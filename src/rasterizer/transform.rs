//! Transform factory
//!
//! Named constructors for every matrix the pipeline uses, so row/column
//! indexing and composition order live in one place.

use super::math::{Mat4, Vec4};

/// Identity with the translation column set
pub fn translate(tx: f32, ty: f32, tz: f32) -> Mat4 {
    let mut m = Mat4::IDENTITY;
    m[(0, 3)] = tx;
    m[(1, 3)] = ty;
    m[(2, 3)] = tz;
    m
}

/// Uniform scale, diagonal (s, s, s, 1)
pub fn scale(s: f32) -> Mat4 {
    let mut m = Mat4::IDENTITY;
    m[(0, 0)] = s;
    m[(1, 1)] = s;
    m[(2, 2)] = s;
    m
}

pub fn rotate_x(angle: f32) -> Mat4 {
    let (s, c) = angle.sin_cos();
    let mut m = Mat4::IDENTITY;
    m[(1, 1)] = c;
    m[(1, 2)] = -s;
    m[(2, 1)] = s;
    m[(2, 2)] = c;
    m
}

pub fn rotate_y(angle: f32) -> Mat4 {
    let (s, c) = angle.sin_cos();
    let mut m = Mat4::IDENTITY;
    m[(0, 0)] = c;
    m[(0, 2)] = s;
    m[(2, 0)] = -s;
    m[(2, 2)] = c;
    m
}

pub fn rotate_z(angle: f32) -> Mat4 {
    let (s, c) = angle.sin_cos();
    let mut m = Mat4::IDENTITY;
    m[(0, 0)] = c;
    m[(0, 1)] = -s;
    m[(1, 0)] = s;
    m[(1, 1)] = c;
    m
}

/// Symmetric frustum projection (right-handed, camera looks down -z)
///
/// After the divide, view-space z = -near maps to NDC -1 and z = -far to +1.
/// Clip-space w equals the negated view-space z.
pub fn perspective(fov: f32, aspect: f32, near: f32, far: f32) -> Mat4 {
    let t = (fov / 2.0).tan();
    let mut m = Mat4::ZERO;
    m[(0, 0)] = 1.0 / (aspect * t);
    m[(1, 1)] = 1.0 / t;
    m[(2, 2)] = -(far + near) / (far - near);
    m[(2, 3)] = -(2.0 * far * near) / (far - near);
    m[(3, 2)] = -1.0;
    m
}

/// Object to world: `Translate * RotateY * RotateX * Scale`, so scale applies
/// first and translation last. Only `scale_factors.x` is used.
pub fn model_matrix(position: Vec4, rotation: Vec4, scale_factors: Vec4) -> Mat4 {
    translate(position.x, position.y, position.z)
        * rotate_y(rotation.y)
        * rotate_x(rotation.x)
        * scale(scale_factors.x)
}

/// World to view. The camera has no orientation, so this is the inverse
/// of its translation.
pub fn view_matrix(camera_position: Vec4) -> Mat4 {
    translate(-camera_position.x, -camera_position.y, -camera_position.z)
}
//! Scene editor
//!
//! Keyboard-driven editing of the render context between frames:
//! - Select, add, delete, move, rotate and scale cubes
//! - Cycle material presets
//! - Fly the camera, move the light, change the field of view
//! - Shading mode and inset viewport toggles

mod state;
mod actions;
mod input;

pub use state::*;
pub use actions::*;
pub use input::*;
__________
▶ **Exercise prompt**
Pull out every line of the entries that includes the word "space".

▶ **Answer box**
/// After the divide, view-space z = -near maps to NDC -1 and z = -far to +1.
/// Clip-space w equals the negated view-space z.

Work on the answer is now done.